Marwane Baldé : « Cet appel à la grève met en péril l’État de droit ! »

En tant que magistrat en exercice de la République de Guinée, je suis profondément désappointé et désapprouve l’attitude inappropriée de certains de mes collègues. Ces derniers expriment actuellement leur désaccord envers le ministre de la Justice et Garde des Sceaux de manière inappropriée.

Leur mécontentement fait suite à la suspension d’un juge et d’un substitut du procureur près le tribunal de première instance de Labé. Au nom de l’Association des magistrats de Guinée (AMG), ils ont utilisé les médias pour exprimer leur colère et accuser le ministre d’entraver l’indépendance de la justice, sans passer par une assemblée générale préalable.

Le point culminant de leur protestation a été une manifestation devant le siège de la Cour suprême, une action qui soulève de nombreuses interrogations.

Cette manifestation est préoccupante à plusieurs égards. Tout d’abord, elle a eu lieu dans un contexte où les manifestations de rue sont interdites par le CNRD pour préserver la quiétude sociale. En outre, les magistrats ont organisé cette manifestation publique en portant la robe à rabat blanc et son épitoge, symboles d’uniformité et d’égalité du pouvoir judiciaire réservés aux audiences solennelles et ordinaires dans les palais de justice. Cette action soulève des questions quant à l’exemple que les magistrats devraient donner, et au sentiment d’injustice que pourraient ressentir les citoyens qui seraient traduits en justice pour avoir enfreint l’interdiction de manifester sur la voie publique.

Il convient de mentionner que, selon le Statut des magistrats, le ministre de la Justice, garde des Sceaux, peut engager une procédure disciplinaire contre un magistrat pour diverses raisons, notamment des manquements à l’éthique, des fautes professionnelles graves, des infractions pénales ou tout comportement compromettant l’indépendance ou la dignité de la fonction judiciaire. Lorsqu’un magistrat est suspendu, il a la possibilité de contester cette décision devant le Conseil supérieur de la magistrature (CSM), l’organe indépendant chargé de l’administration et de la discipline des magistrats.

Le magistrat suspendu peut présenter sa défense devant le CSM et contester la mesure disciplinaire.
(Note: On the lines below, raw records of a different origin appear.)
impl StreamAccumulator {
    /// Apply one SSE line; returns `true` once the `[DONE]` marker is seen
    fn apply_line(&mut self, line: &str, sink: &dyn TextSink) -> Result<bool> {
        let Some(data) = line.strip_prefix("data:").map(str::trim) else {
            return Ok(false);
        };
        if data == "[DONE]" {
            return Ok(true);
        }
        if data.is_empty() {
            return Ok(false);
        }

        let chunk: OpenAIStreamChunk = serde_json::from_str(data).map_err(|e| {
            LLMError::UnexpectedResponse(format!("Failed to parse stream chunk: {e}"))
        })?;
        if let Some(delta) = self.push(chunk) {
            sink.on_text(&delta);
        }
        Ok(false)
    }

    /// Merge a chunk; returns any new assistant text
    fn push(&mut self, chunk: OpenAIStreamChunk) -> Option<String> {
        if let Some(usage) = chunk.usage {
            self.usage = Some(usage);
        }

        let mut emitted = String::new();
        for choice in chunk.choices.into_iter().filter(|c| c.index == 0) {
            if let Some(content) = choice.delta.content {
                self.text.push_str(&content);
                emitted.push_str(&content);
            }
            for call in choice.delta.tool_calls.unwrap_or_default() {
                if self.tool_calls.len() <= call.index {
                    self.tool_calls
                        .resize_with(call.index + 1, PartialToolCall::default);
                }
                let slot = &mut self.tool_calls[call.index];
                if let Some(id) = call.id {
                    slot.id = id;
                }
                if let Some(function) = call.function {
                    if let Some(name) = function.name {
                        slot.name.push_str(&name);
                    }
                    if let Some(arguments) = function.arguments {
                        slot.arguments.push_str(&arguments);
                    }
                }
            }
            if choice.finish_reason.is_some() {
                self.finish_reason = choice.finish_reason;
            }
        }

        (!emitted.is_empty()).then_some(emitted)
    }

    fn finish(self) -> CompletionResponse {
        let tool_calls: Vec<OpenAIResponseToolCall> = self
            .tool_calls
            .into_iter()
            .filter(|call| !call.name.is_empty())
            .map(|call| OpenAIResponseToolCall {
                id: call.id,
                function: OpenAIResponseFunctionCall {
                    name: call.name,
                    arguments: call.arguments,
                },
            })
            .collect();

        let message = parse_openai_response(OpenAIResponseMessage {
            content: Some(self.text),
            tool_calls: (!tool_calls.is_empty()).then_some(tool_calls),
        });
        let stop_reason = map_stop_reason(self.finish_reason.as_deref(), message.has_tool_uses());

        CompletionResponse {
            message,
            stop_reason,
            usage: self.usage.unwrap_or_default().into(),
        }
    }
}

// ============================================================================
// Conversion functions
// ============================================================================

/// Build OpenAI messages; the system prompt goes first in the array
fn build_openai_messages(system: Option<String>, messages: Vec<Message>) -> Vec<OpenAIMessage> {
    let mut result = Vec::with_capacity(messages.len() + 1);

    if let Some(sys) = system {
        result.push(OpenAIMessage {
            role: "system",
            content: Some(sys),
            tool_calls: None,
            tool_call_id: None,
        });
    }

    for msg in messages {
        result.extend(convert_message(msg));
    }

    result
}

/// Convert a single message; tool results become separate `tool` messages
fn convert_message(msg: Message) -> Vec<OpenAIMessage> {
    let role = match msg.role {
        Role::User => "user",
        Role::Assistant => "assistant",
        Role::System => "system",
    };

    let blocks = match msg.content {
        Some(MessageContent::Blocks(blocks)) => blocks,
        Some(MessageContent::Text(text)) => vec![ContentBlock::Text { text }],
        None => vec![ContentBlock::Text {
            text: String::new(),
        }],
    };

    let mut text: Option<String> = None;
    let mut tool_calls = Vec::new();
    let mut tool_messages = Vec::new();

    for block in blocks {
        match block {
            ContentBlock::Text { text: t } => text.get_or_insert_with(String::new).push_str(&t),
            ContentBlock::ToolUse { id, name, input } => tool_calls.push(OpenAIToolCall {
                id,
                tool_type: "function",
                function: OpenAIFunctionCall {
                    name,
                    arguments: input.to_string(),
                },
            }),
            ContentBlock::ToolResult {
                tool_use_id,
                content,
                ..
            } => tool_messages.push(OpenAIMessage {
                role: "tool",
                content: Some(content),
                tool_calls: None,
                tool_call_id: Some(tool_use_id),
            }),
        }
    }

    let mut messages = Vec::with_capacity(tool_messages.len() + 1);
    if text.is_some() || !tool_calls.is_empty() {
        messages.push(OpenAIMessage {
            role,
            content: text,
            tool_calls: (!tool_calls.is_empty()).then_some(tool_calls),
            tool_call_id: None,
        });
    }
    messages.extend(tool_messages);
    messages
}

/// Convert tool definitions to OpenAI function tools
fn convert_tools(tools: &[ToolDefinition]) -> Vec<OpenAITool> {
    tools
        .iter()
        .map(|tool| OpenAITool {
            tool_type: "function",
            function: OpenAIFunction {
                name: tool.name.clone(),
                description: tool.description.clone(),
                parameters: tool.input_schema.clone(),
            },
        })
        .collect()
}

/// Parse an OpenAI response message into our format
fn parse_openai_response(msg: OpenAIResponseMessage) -> Message {
    let mut blocks = Vec::new();

    if let Some(content) = msg.content.filter(|c| !c.is_empty()) {
        blocks.push(ContentBlock::Text { text: content });
    }

    for call in msg.tool_calls.unwrap_or_default() {
        let arguments = call.function.arguments.trim();
        let input: serde_json::Value = if arguments.is_empty() {
            serde_json::json!({})
        } else {
            serde_json::from_str(arguments).unwrap_or_else(|e| {
                warn!(
                    tool_name = %call.function.name,
                    error = %e,
                    "Tool call arguments are not valid JSON"
                );
                raw_arguments_input(arguments)
            })
        };

        blocks.push(ContentBlock::ToolUse {
            id: call.id,
            name: call.function.name,
            input,
        });
    }

    if blocks.is_empty() {
        blocks.push(ContentBlock::Text {
            text: String::new(),
        });
    }

    Message {
        role: Role::Assistant,
        content: Some(MessageContent::Blocks(blocks)),
    }
}

/// Map an OpenAI finish reason; tool calls win over a plain "stop"
fn map_stop_reason(reason: Option<&str>, has_tool_calls: bool) -> StopReason {
    match reason {
        Some("length") => StopReason::MaxTokens,
        _ if has_tool_calls => StopReason::ToolUse,
        Some("stop") | None => StopReason::EndTurn,
        Some("content_filter") => {
            warn!("Completion cut short by the content filter");
            StopReason::EndTurn
        }
        Some(other) => {
            debug!(reason = other, "Unknown finish reason");
            StopReason::EndTurn
        }
    }
}

// ============================================================================
// Tests
// ============================================================================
Le CSM examine ensuite le dossier et rend une décision finale. Il est important de souligner que le CSM doit être saisi dans les trente jours, faute de quoi le magistrat reprend automatiquement ses fonctions.
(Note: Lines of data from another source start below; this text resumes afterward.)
//! Error types for agent-core

use thiserror::Error;

/// Result type alias for agent-core
pub type Result<T> = std::result::Result<T, Error>;

/// Error type for agent and tool operations
#[derive(Error, Debug)]
pub enum Error {
    /// Agent construction failed (missing provider, bad prompt, ...)
    #[error("Agent initialization failed: {0}")]
    InitializationFailed(String),

    /// A turn or a tool call failed
    #[error("Agent processing failed: {0}")]
    ProcessingFailed(String),

    /// Tool arguments did not match the tool's schema
    #[error("Invalid tool input: {0}")]
    InvalidInput(String),

    /// The model asked for a tool that is not registered
    #[error("Tool not found: {0}")]
    ToolNotFound(String),
}
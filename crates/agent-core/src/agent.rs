//! Agent trait definition

use crate::{Context, Result};
use async_trait::async_trait;

/// A conversational agent that turns one user message into one reply
///
/// Anything that must survive between turns (chat history, the session id)
/// lives in the [`Context`] owned by the caller, so one agent instance can
/// serve many independent conversations.
#[async_trait]
pub trait Agent: Send + Sync {
    /// Answer `input`, reading and updating the conversation state in `context`
    async fn process(&self, input: String, context: &mut Context) -> Result<String>;

    /// Get the agent's name
    fn name(&self) -> &str;
}
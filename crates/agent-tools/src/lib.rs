//! Tool management and dispatch for the investor assistant
//!
//! A [`Tool`] is a named async function with a JSON schema the model can see.
//! The [`ToolRegistry`] maps names to tools and is the single entry point
//! (`dispatch`) the executor uses to run a model's tool call.

pub mod registry;
pub mod tool;

pub use registry::ToolRegistry;
pub use tool::Tool;
//! Core abstractions shared by the investor assistant crates
//!
//! Defines the [`Agent`] trait every conversational front-end drives, the
//! per-conversation [`Context`] it carries between turns, and the common
//! [`Error`] type tools and agents report through.

pub mod agent;
pub mod context;
pub mod error;

pub use agent::Agent;
pub use context::Context;
pub use error::{Error, Result};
Il est donc difficile de comprendre pourquoi des magistrats, censés connaître leurs droits et devoirs, ignorent délibérément le recours prévu en l’occurrence et appellent à la grève ou au débrayage pour arrêter le fonctionnement des cours et tribunaux, sans respecter les règles établies par les lois et règlements applicables aux magistrats et aux juridictions. Cette action attaque les fondements mêmes de l’État. Il est essentiel que le ministre de la Justice veille au respect des lois et règles régissant le fonctionnement du système judiciaire.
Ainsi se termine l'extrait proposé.